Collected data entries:

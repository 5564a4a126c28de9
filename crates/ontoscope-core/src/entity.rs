//! Entity types of the semantic graph.
//!
//! Three kinds of entity make up an [`EntityGraph`](crate::graph::EntityGraph):
//!
//! - [`ClassEntity`] - a class or an individual instance, shown as a sphere
//! - [`RelationshipEntity`] - one domain/range pair of a relationship
//!   definition, shown as a labeled connector
//! - [`InterfaceEntity`] - an interface descriptor, shown as a port on its
//!   owner's surface
//!
//! Entities are built by the extractor and never edited structurally
//! afterwards. Only presentation attributes (position, selection and hover
//! flags) change while a graph is published.

use std::fmt;

use indexmap::IndexSet;

use crate::{
    geometry::{Spherical, Vec3},
    identifier::Id,
};

/// Radius of a class sphere with no subclasses.
pub const BASE_RADIUS: f32 = 5.0;

/// Radius added per direct subclass.
pub const RADIUS_PER_SUBCLASS: f32 = 0.5;

/// The kind of an entity, used to address it alongside its identifier.
#[derive(Debug, Clone, Copy, PartialEq, Eq, Hash)]
pub enum EntityKind {
    Class,
    Relationship,
    Interface,
}

impl EntityKind {
    /// Returns the lowercase name of this kind.
    pub fn as_str(self) -> &'static str {
        match self {
            EntityKind::Class => "class",
            EntityKind::Relationship => "relationship",
            EntityKind::Interface => "interface",
        }
    }
}

impl fmt::Display for EntityKind {
    fn fmt(&self, f: &mut fmt::Formatter<'_>) -> fmt::Result {
        f.write_str(self.as_str())
    }
}

impl std::str::FromStr for EntityKind {
    type Err = String;

    fn from_str(s: &str) -> Result<Self, Self::Err> {
        match s.trim().to_ascii_lowercase().as_str() {
            "class" => Ok(EntityKind::Class),
            "relationship" => Ok(EntityKind::Relationship),
            "interface" => Ok(EntityKind::Interface),
            other => Err(format!("unknown entity kind `{other}`")),
        }
    }
}

/// Kind plus identifier: the address of one entity in a graph.
#[derive(Debug, Clone, Copy, PartialEq, Eq, Hash)]
pub struct EntityKey {
    kind: EntityKind,
    id: Id,
}

impl EntityKey {
    pub fn new(kind: EntityKind, id: Id) -> Self {
        Self { kind, id }
    }

    pub fn class(id: Id) -> Self {
        Self::new(EntityKind::Class, id)
    }

    pub fn relationship(id: Id) -> Self {
        Self::new(EntityKind::Relationship, id)
    }

    pub fn interface(id: Id) -> Self {
        Self::new(EntityKind::Interface, id)
    }

    pub fn kind(&self) -> EntityKind {
        self.kind
    }

    pub fn id(&self) -> Id {
        self.id
    }
}

impl fmt::Display for EntityKey {
    fn fmt(&self, f: &mut fmt::Formatter<'_>) -> fmt::Result {
        write!(f, "{}:{}", self.kind, self.id)
    }
}

/// An opaque predicate/value pair attached to a class or instance.
#[derive(Debug, Clone, PartialEq, Eq)]
pub struct Property {
    predicate: String,
    value: String,
}

impl Property {
    pub fn new(predicate: impl Into<String>, value: impl Into<String>) -> Self {
        Self {
            predicate: predicate.into(),
            value: value.into(),
        }
    }

    pub fn predicate(&self) -> &str {
        &self.predicate
    }

    pub fn value(&self) -> &str {
        &self.value
    }
}

/// A class or an individual instance, rendered as a sphere.
#[derive(Debug, Clone)]
pub struct ClassEntity {
    id: Id,
    label: String,
    instance_of: Option<Id>,
    properties: Vec<Property>,
    subclasses: IndexSet<Id>,
    interfaces: IndexSet<Id>,
    position: Vec3,
    radius_override: Option<f32>,
    selected: bool,
    hovered: bool,
}

impl ClassEntity {
    /// Create a class entity with no properties, subclasses or interfaces.
    pub fn new(id: Id, label: impl Into<String>) -> Self {
        Self {
            id,
            label: label.into(),
            instance_of: None,
            properties: Vec::new(),
            subclasses: IndexSet::new(),
            interfaces: IndexSet::new(),
            position: Vec3::ZERO,
            radius_override: None,
            selected: false,
            hovered: false,
        }
    }

    /// Mark this entity as an individual of `class` (builder style).
    pub fn with_instance_of(mut self, class: Id) -> Self {
        self.instance_of = Some(class);
        self
    }

    /// Fix the radius instead of deriving it from the subclass count.
    pub fn with_radius(mut self, radius: f32) -> Self {
        self.radius_override = Some(radius);
        self
    }

    pub fn id(&self) -> Id {
        self.id
    }

    pub fn label(&self) -> &str {
        &self.label
    }

    /// The class this entity was discovered as an instance of, if any.
    pub fn instance_of(&self) -> Option<Id> {
        self.instance_of
    }

    pub fn properties(&self) -> &[Property] {
        &self.properties
    }

    /// Direct subclasses, in discovery order.
    pub fn subclasses(&self) -> &IndexSet<Id> {
        &self.subclasses
    }

    pub fn interfaces(&self) -> &IndexSet<Id> {
        &self.interfaces
    }

    pub fn position(&self) -> Vec3 {
        self.position
    }

    /// Sphere radius: `5 + 0.5 × |subclasses|` unless overridden.
    pub fn radius(&self) -> f32 {
        self.radius_override
            .unwrap_or(BASE_RADIUS + RADIUS_PER_SUBCLASS * self.subclasses.len() as f32)
    }

    pub fn is_selected(&self) -> bool {
        self.selected
    }

    pub fn is_hovered(&self) -> bool {
        self.hovered
    }

    pub fn add_property(&mut self, property: Property) {
        self.properties.push(property);
    }

    /// Registers a direct subclass. Returns `false` if it was already known.
    pub fn add_subclass(&mut self, subclass: Id) -> bool {
        self.subclasses.insert(subclass)
    }

    pub fn add_interface(&mut self, interface: Id) -> bool {
        self.interfaces.insert(interface)
    }

    pub fn set_position(&mut self, position: Vec3) {
        self.position = position;
    }

    pub fn set_selected(&mut self, selected: bool) {
        self.selected = selected;
    }

    pub fn set_hovered(&mut self, hovered: bool) {
        self.hovered = hovered;
    }
}

/// One domain/range pair of a relationship definition.
///
/// A definition with `d` domains and `r` ranges produces `d × r` of these,
/// all sharing the same `definition` id.
#[derive(Debug, Clone)]
pub struct RelationshipEntity {
    id: Id,
    definition: Id,
    label: String,
    source: Id,
    target: Id,
    selected: bool,
    hovered: bool,
}

impl RelationshipEntity {
    /// Create a relationship entity for one `source -> target` pair of
    /// `definition`. The entity id is derived from all three, so it is
    /// stable across extraction passes.
    pub fn new(definition: Id, label: impl Into<String>, source: Id, target: Id) -> Self {
        let id = Id::new(&format!("{definition}[{source}->{target}]"));
        Self {
            id,
            definition,
            label: label.into(),
            source,
            target,
            selected: false,
            hovered: false,
        }
    }

    pub fn id(&self) -> Id {
        self.id
    }

    /// Identifier of the relationship definition this pair came from.
    pub fn definition(&self) -> Id {
        self.definition
    }

    pub fn label(&self) -> &str {
        &self.label
    }

    pub fn source(&self) -> Id {
        self.source
    }

    pub fn target(&self) -> Id {
        self.target
    }

    pub fn is_selected(&self) -> bool {
        self.selected
    }

    pub fn is_hovered(&self) -> bool {
        self.hovered
    }

    pub fn set_selected(&mut self, selected: bool) {
        self.selected = selected;
    }

    pub fn set_hovered(&mut self, hovered: bool) {
        self.hovered = hovered;
    }
}

/// A named, typed method parameter.
#[derive(Debug, Clone, PartialEq, Eq)]
pub struct Parameter {
    name: String,
    type_name: String,
}

impl Parameter {
    pub fn new(name: impl Into<String>, type_name: impl Into<String>) -> Self {
        Self {
            name: name.into(),
            type_name: type_name.into(),
        }
    }

    pub fn name(&self) -> &str {
        &self.name
    }

    pub fn type_name(&self) -> &str {
        &self.type_name
    }
}

/// A method of an interface, with ordered parameters.
#[derive(Debug, Clone, PartialEq, Eq)]
pub struct Method {
    name: String,
    return_type: String,
    parameters: Vec<Parameter>,
}

impl Method {
    pub fn new(name: impl Into<String>, return_type: impl Into<String>) -> Self {
        Self {
            name: name.into(),
            return_type: return_type.into(),
            parameters: Vec::new(),
        }
    }

    pub fn with_parameter(mut self, parameter: Parameter) -> Self {
        self.parameters.push(parameter);
        self
    }

    pub fn name(&self) -> &str {
        &self.name
    }

    pub fn return_type(&self) -> &str {
        &self.return_type
    }

    pub fn parameters(&self) -> &[Parameter] {
        &self.parameters
    }

    /// `name(p: T, ...) -> R` rendering used for labels.
    pub fn signature(&self) -> String {
        let params = self
            .parameters
            .iter()
            .map(|p| format!("{}: {}", p.name, p.type_name))
            .collect::<Vec<_>>()
            .join(", ");
        format!("{}({}) -> {}", self.name, params, self.return_type)
    }
}

/// An interface descriptor anchored on its owner's sphere surface.
#[derive(Debug, Clone)]
pub struct InterfaceEntity {
    id: Id,
    label: String,
    owner: Id,
    surface: Spherical,
    methods: Vec<Method>,
    selected: bool,
    hovered: bool,
}

impl InterfaceEntity {
    pub fn new(id: Id, label: impl Into<String>, owner: Id, surface: Spherical) -> Self {
        Self {
            id,
            label: label.into(),
            owner,
            surface,
            methods: Vec::new(),
            selected: false,
            hovered: false,
        }
    }

    pub fn with_methods(mut self, methods: Vec<Method>) -> Self {
        self.methods = methods;
        self
    }

    pub fn id(&self) -> Id {
        self.id
    }

    pub fn label(&self) -> &str {
        &self.label
    }

    pub fn owner(&self) -> Id {
        self.owner
    }

    /// Port position on the owner's surface, fixed for the extraction epoch.
    pub fn surface(&self) -> Spherical {
        self.surface
    }

    pub fn methods(&self) -> &[Method] {
        &self.methods
    }

    pub fn is_selected(&self) -> bool {
        self.selected
    }

    pub fn is_hovered(&self) -> bool {
        self.hovered
    }

    pub fn set_selected(&mut self, selected: bool) {
        self.selected = selected;
    }

    pub fn set_hovered(&mut self, hovered: bool) {
        self.hovered = hovered;
    }
}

DIRECTIONS FOR THIS TASK:
Within the data, tally each line containing the string "Some". Answer with the number by itself.

ANSWER BELOW:
2